De leurs Smartphone, ils visitent le monde entier, savent ce qui s’y passe à l’instant T et en images et en sons.
Ils ont toutes les informations sur la science, la géographie, l’histoire, la politique, la géopolitique, la géostratégie, etc.
La science et la technologie leur ont donné accès au savoir, à la connaissance et à presque toute la connaissance. C’est la jeunesse intellectuelle, scolaire, universitaire. La famille d’hier a éclaté. Les jeunes veulent désormais avoir leur part du gâteau familial. Parce qu’ils aspirent à un autre mieux-vivre et à un autre à un mieux-être.

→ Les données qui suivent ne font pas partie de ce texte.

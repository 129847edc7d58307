//! Actions covering links between pins.

use serde::{Deserialize, Serialize};

use crate::controller::GraphController;
use crate::history::record::{ActionResult, GraphAction};

/// Connects an output pin to an input pin.
#[derive(Debug, Clone, PartialEq, Serialize, Deserialize)]
pub struct AddLinkAction {
    pub source: String,
    pub target: String,
}

impl GraphAction for AddLinkAction {
    fn title(&self) -> String {
        "Add link".into()
    }

    fn apply(&self, ctl: &mut dyn GraphController) -> ActionResult {
        ctl.add_link(&self.source, &self.target, false)
    }

    fn undo(&self, ctl: &mut dyn GraphController) -> ActionResult {
        ctl.break_link(&self.source, &self.target, false)
    }
}

/// Disconnects a link.
#[derive(Debug, Clone, PartialEq, Serialize, Deserialize)]
pub struct BreakLinkAction {
    pub source: String,
    pub target: String,
}

impl GraphAction for BreakLinkAction {
    fn title(&self) -> String {
        "Break link".into()
    }

    fn apply(&self, ctl: &mut dyn GraphController) -> ActionResult {
        ctl.break_link(&self.source, &self.target, false)
    }

    fn undo(&self, ctl: &mut dyn GraphController) -> ActionResult {
        ctl.add_link(&self.source, &self.target, false)
    }
}
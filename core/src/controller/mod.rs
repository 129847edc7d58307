//! The controller capability interface and its reference implementation.
//!
//! [`GraphController`] is the narrow seam between the history engine and
//! the graph model: one method per supported mutation kind, each addressed
//! purely by stable identity (node names, pin paths) and each taking a
//! `record` flag. Interactive edits pass `record = true` so the mutation is
//! captured in the undo history; history replay always passes `false`,
//! which is what keeps undoing from recording itself.
//!
//! [`GraphEditor`] is the reference implementation: an in-memory graph (plus
//! a stack of pushed subgraphs) wired to one [`ActionStack`] per editing
//! session.
//!
//! [`ActionStack`]: crate::history::ActionStack

mod editor;
mod error;
mod events;
mod registry;

#[cfg(test)]
mod tests;

pub use editor::GraphEditor;
pub use error::{ControllerError, ControllerResult};
pub use events::GraphEvent;
pub use registry::{OperatorRegistry, OperatorSpec};

use crate::math::{Color, Vec2};
use crate::graph::PinDirection;

/// Capability interface through which history records mutate the graph.
///
/// All methods are synchronous and run to completion before returning;
/// graph mutation is not reentrant. Methods that create something return
/// the identity actually used (names may be uniquified on collision with
/// an empty request), so that action records can address the result when
/// they replay.
pub trait GraphController {
    /// Broadcasts a graph-modified notification to observers.
    fn notify(&mut self, event: GraphEvent);

    /// Reports a non-fatal warning (e.g. "nothing to undo").
    fn report_warning(&mut self, message: &str) {
        log::warn!("{message}");
    }

    /// Reports a recoverable error (e.g. a failed undo step).
    fn report_error(&mut self, message: &str) {
        log::error!("{message}");
    }

    // --- node creation -----------------------------------------------------

    /// Adds an operator node of the registered type `op_type`. Pass an empty
    /// `name` to derive one from the type.
    fn add_operator_node(
        &mut self,
        op_type: &str,
        method: &str,
        position: Vec2,
        name: &str,
        record: bool,
    ) -> ControllerResult<String>;

    fn add_variable_node(
        &mut self,
        variable: &str,
        data_type: &str,
        is_getter: bool,
        default_value: &str,
        position: Vec2,
        name: &str,
        record: bool,
    ) -> ControllerResult<String>;

    fn add_parameter_node(
        &mut self,
        parameter: &str,
        data_type: &str,
        is_input: bool,
        default_value: &str,
        position: Vec2,
        name: &str,
        record: bool,
    ) -> ControllerResult<String>;

    fn add_comment_node(
        &mut self,
        text: &str,
        position: Vec2,
        size: Vec2,
        color: Color,
        name: &str,
        record: bool,
    ) -> ControllerResult<String>;

    fn add_reroute_node(
        &mut self,
        show_as_full_node: bool,
        data_type: &str,
        default_value: &str,
        position: Vec2,
        name: &str,
        record: bool,
    ) -> ControllerResult<String>;

    fn add_branch_node(&mut self, position: Vec2, name: &str, record: bool)
        -> ControllerResult<String>;

    fn add_select_node(
        &mut self,
        data_type: &str,
        position: Vec2,
        name: &str,
        record: bool,
    ) -> ControllerResult<String>;

    // --- node removal / identity -------------------------------------------

    /// Removes a node (and any nodes injected into its pins). Links touching
    /// the node are broken first.
    fn remove_node_by_name(&mut self, name: &str, record: bool) -> ControllerResult;

    fn rename_node(&mut self, old: &str, new: &str, record: bool) -> ControllerResult;

    // --- node state --------------------------------------------------------

    fn set_node_selection(&mut self, names: &[String], record: bool) -> ControllerResult;

    fn set_node_position_by_name(
        &mut self,
        name: &str,
        position: Vec2,
        record: bool,
    ) -> ControllerResult;

    fn set_node_size_by_name(&mut self, name: &str, size: Vec2, record: bool) -> ControllerResult;

    fn set_node_color_by_name(&mut self, name: &str, color: Color, record: bool)
        -> ControllerResult;

    fn set_node_category_by_name(
        &mut self,
        name: &str,
        category: &str,
        record: bool,
    ) -> ControllerResult;

    fn set_node_keywords_by_name(
        &mut self,
        name: &str,
        keywords: &str,
        record: bool,
    ) -> ControllerResult;

    fn set_node_description_by_name(
        &mut self,
        name: &str,
        description: &str,
        record: bool,
    ) -> ControllerResult;

    fn set_comment_text_by_name(
        &mut self,
        name: &str,
        text: &str,
        font_size: u32,
        bubble_visible: bool,
        record: bool,
    ) -> ControllerResult;

    fn set_reroute_compactness_by_name(
        &mut self,
        name: &str,
        show_as_full_node: bool,
        record: bool,
    ) -> ControllerResult;

    /// Renames a graph variable, rewriting every variable node that uses it.
    fn rename_variable(&mut self, old: &str, new: &str, record: bool) -> ControllerResult;

    /// Renames a graph parameter, rewriting every parameter node that uses it.
    fn rename_parameter(&mut self, old: &str, new: &str, record: bool) -> ControllerResult;

    // --- pin state ---------------------------------------------------------

    fn set_pin_expansion(&mut self, pin_path: &str, expanded: bool, record: bool)
        -> ControllerResult;

    fn set_pin_watched(&mut self, pin_path: &str, watched: bool, record: bool)
        -> ControllerResult;

    fn set_pin_default_value(
        &mut self,
        pin_path: &str,
        value: &str,
        record: bool,
    ) -> ControllerResult;

    /// Inserts an element into an array pin, returning the new element's
    /// pin path (`"Node.Array.<index>"`).
    fn insert_array_pin(
        &mut self,
        array_pin_path: &str,
        index: usize,
        default_value: &str,
        record: bool,
    ) -> ControllerResult<String>;

    fn remove_array_pin(&mut self, element_pin_path: &str, record: bool) -> ControllerResult;

    // --- links -------------------------------------------------------------

    fn add_link(&mut self, source: &str, target: &str, record: bool) -> ControllerResult;

    fn break_link(&mut self, source: &str, target: &str, record: bool) -> ControllerResult;

    // --- exposed pins (boundary of the graph being edited) ------------------

    fn add_exposed_pin(
        &mut self,
        name: &str,
        direction: PinDirection,
        data_type: &str,
        default_value: &str,
        record: bool,
    ) -> ControllerResult<String>;

    fn remove_exposed_pin(&mut self, name: &str, record: bool) -> ControllerResult;

    fn rename_exposed_pin(&mut self, old: &str, new: &str, record: bool) -> ControllerResult;

    // --- injected nodes ----------------------------------------------------

    /// Turns the node currently linked to `pin_path` into an inline
    /// (injected) node on that pin. Returns the injected node's name.
    fn inject_node_into_pin(
        &mut self,
        pin_path: &str,
        as_input: bool,
        input_pin: &str,
        output_pin: &str,
        record: bool,
    ) -> ControllerResult<String>;

    /// Ejects the most recently injected node from `pin_path`, returning its
    /// name.
    fn eject_node_from_pin(&mut self, pin_path: &str, record: bool) -> ControllerResult<String>;

    // --- text round-trip ----------------------------------------------------

    /// Exports the named nodes (plus the links among them) as text.
    fn export_nodes_to_text(&self, names: &[String]) -> ControllerResult<String>;

    /// Imports nodes previously exported with
    /// [`export_nodes_to_text`](Self::export_nodes_to_text). Colliding names
    /// are uniquified; the names actually used are returned in order.
    fn import_nodes_from_text(&mut self, text: &str, record: bool) -> ControllerResult<Vec<String>>;

    // --- structure ----------------------------------------------------------

    /// Collapses the named nodes into a single subgraph node called
    /// `collapsed_name`, rewiring boundary-crossing links through exposed
    /// pins. Returns the subgraph node's name.
    fn collapse_nodes(
        &mut self,
        names: &[String],
        collapsed_name: &str,
        record: bool,
    ) -> ControllerResult<String>;

    /// Expands a subgraph node back into its contents, returning the names
    /// of the nodes that came out.
    fn expand_node(&mut self, name: &str, record: bool) -> ControllerResult<Vec<String>>;

    /// Starts editing the subgraph behind the named subgraph node. The
    /// reference is resolved by name at call time and fails if the node is
    /// not resident.
    fn push_graph(&mut self, name: &str, record: bool) -> ControllerResult;

    /// Stops editing the innermost pushed subgraph, returning its node name.
    fn pop_graph(&mut self, record: bool) -> ControllerResult<String>;
}
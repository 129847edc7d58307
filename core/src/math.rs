//! Math type aliases and small value types used across the graph model.

use serde::{Deserialize, Serialize};

pub use nalgebra;

/// 2D vector (f32) used for node positions and sizes on the canvas.
pub type Vec2 = nalgebra::Vector2<f32>;

/// Shorthand constructor for [`Vec2`].
pub fn vec2(x: f32, y: f32) -> Vec2 {
    Vec2::new(x, y)
}

/// Linear RGBA color with components in `[0, 1]`.
#[derive(Debug, Clone, Copy, PartialEq, Serialize, Deserialize)]
pub struct Color {
    pub r: f32,
    pub g: f32,
    pub b: f32,
    pub a: f32,
}

impl Color {
    pub const BLACK: Color = Color::new(0.0, 0.0, 0.0, 1.0);
    pub const WHITE: Color = Color::new(1.0, 1.0, 1.0, 1.0);

    pub const fn new(r: f32, g: f32, b: f32, a: f32) -> Self {
        Self { r, g, b, a }
    }
}

impl Default for Color {
    fn default() -> Self {
        Self::BLACK
    }
}
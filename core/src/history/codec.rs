//! The action codec: type-tagged text keys for action records.
//!
//! Histories never own live action records. Every record is flattened into
//! an [`ActionKey`], a `{kind, data}` pair where `data` is the RON text of
//! the full record, and reconstructed on demand. The decoded instance is a
//! plain owned value: it is dropped (released) on every exit path of
//! whatever scope decoded it, including early-return failures.
//!
//! Round-trip contract: for every concrete action kind,
//! `decode(&encode(&record)?)?` must undo and redo identically to `record`.

use serde::{Deserialize, Serialize};
use thiserror::Error;

use super::record::ActionRecord;

/// The serialized, type-tagged long-term storage form of an action record.
///
/// `kind` duplicates the tag embedded in `data`; decoding cross-checks the
/// two so a key whose halves drifted apart is rejected instead of silently
/// replaying the wrong action.
#[derive(Debug, Clone, PartialEq, Eq, Serialize, Deserialize)]
pub struct ActionKey {
    pub kind: String,
    pub data: String,
}

/// Errors produced by the action codec.
#[derive(Debug, Clone, PartialEq, Eq, Error)]
pub enum CodecError {
    #[error("failed to encode action '{title}': {message}")]
    Serialize { title: String, message: String },

    #[error("failed to decode action key of kind '{kind}': {message}")]
    Deserialize { kind: String, message: String },

    #[error("action key tagged '{expected}' decoded as '{found}'")]
    KindMismatch { expected: String, found: String },
}

/// Flattens a record into its storable key.
pub fn encode(record: &ActionRecord) -> Result<ActionKey, CodecError> {
    let data = ron::to_string(record).map_err(|e| CodecError::Serialize {
        title: record.title.clone(),
        message: e.to_string(),
    })?;
    Ok(ActionKey {
        kind: record.data.kind().to_string(),
        data,
    })
}

/// Reconstructs a transient record from its key.
pub fn decode(key: &ActionKey) -> Result<ActionRecord, CodecError> {
    let record: ActionRecord = ron::from_str(&key.data).map_err(|e| CodecError::Deserialize {
        kind: key.kind.clone(),
        message: e.to_string(),
    })?;
    if record.data.kind() != key.kind {
        return Err(CodecError::KindMismatch {
            expected: key.kind.clone(),
            found: record.data.kind().to_string(),
        });
    }
    Ok(record)
}

#[cfg(test)]
mod tests {
    use super::*;
    use crate::history::actions::AddLinkAction;
    use crate::history::record::ActionRecord;

    fn sample_record() -> ActionRecord {
        ActionRecord::from_action(AddLinkAction {
            source: "Add.Result".into(),
            target: "Scale.Value".into(),
        })
    }

    #[test]
    fn round_trip_preserves_record() {
        let record = sample_record();
        let key = encode(&record).unwrap();
        assert_eq!(key.kind, "AddLink");
        let decoded = decode(&key).unwrap();
        assert_eq!(decoded.title, record.title);
        assert_eq!(decoded.data.kind(), "AddLink");
    }

    #[test]
    fn decode_rejects_mismatched_tag() {
        let record = sample_record();
        let mut key = encode(&record).unwrap();
        key.kind = "BreakLink".into();
        let err = decode(&key).unwrap_err();
        assert!(matches!(err, CodecError::KindMismatch { .. }));
    }

    #[test]
    fn decode_rejects_garbage() {
        let key = ActionKey {
            kind: "AddLink".into(),
            data: "not ron at all ]]".into(),
        };
        assert!(matches!(
            decode(&key),
            Err(CodecError::Deserialize { .. })
        ));
    }

    #[test]
    fn nested_sub_actions_survive_round_trip() {
        let mut record = ActionRecord::compound("Grouped edit");
        record.push_sub_action(sample_record()).unwrap();
        record.push_sub_action(sample_record()).unwrap();

        let key = encode(&record).unwrap();
        let decoded = decode(&key).unwrap();
        assert_eq!(decoded.sub_actions.len(), 2);
        assert_eq!(decoded.sub_actions[0].kind, "AddLink");
    }
}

Ils veulent ressembler aux autres jeunes de la planète et en tout. La télévision, la radio, le Net… leur donnent la possibilité de tout comprendre et de tout apprendre.
Leur environnement, celui dans lequel ils ont vu le jour leur est exigu. Ils vivent de tô ou de couscous, et dans le meilleur des cas de riz et tous les jours. Seule la sauce qu’on n’y met peut varier. Ils travaillent six mois de l’année dans le champ familial et se rendent dans la grande ville pour quelques mois à la recherche d’un peu d’argent pour s’acheter une moto, quelques habits notamment des pantalons Jean’s sans fond ou des T-shirts portant USA ou JORDAN, etc. Toutes choses que les civilisations occidentales véhiculent.
Il vaut mieux les avoir que de ne pas les avoir. Ce sont, après tout, des signes d’une certaine évolution.
Une partie de l’argent est investi dans le mariage.
Mais le luxe qu’ils ont connu ailleurs, ils ne peuvent le reproduire chez eux-mêmes. Les maisons sont encore et malheureusement en banco et couvertes de feuilles de tôle qu’ils sont obligés d’entretenir tous les ans. Alors que leurs revenus leur permettent de construire des maisons en ciment, en dur, comme on le dit chez nous.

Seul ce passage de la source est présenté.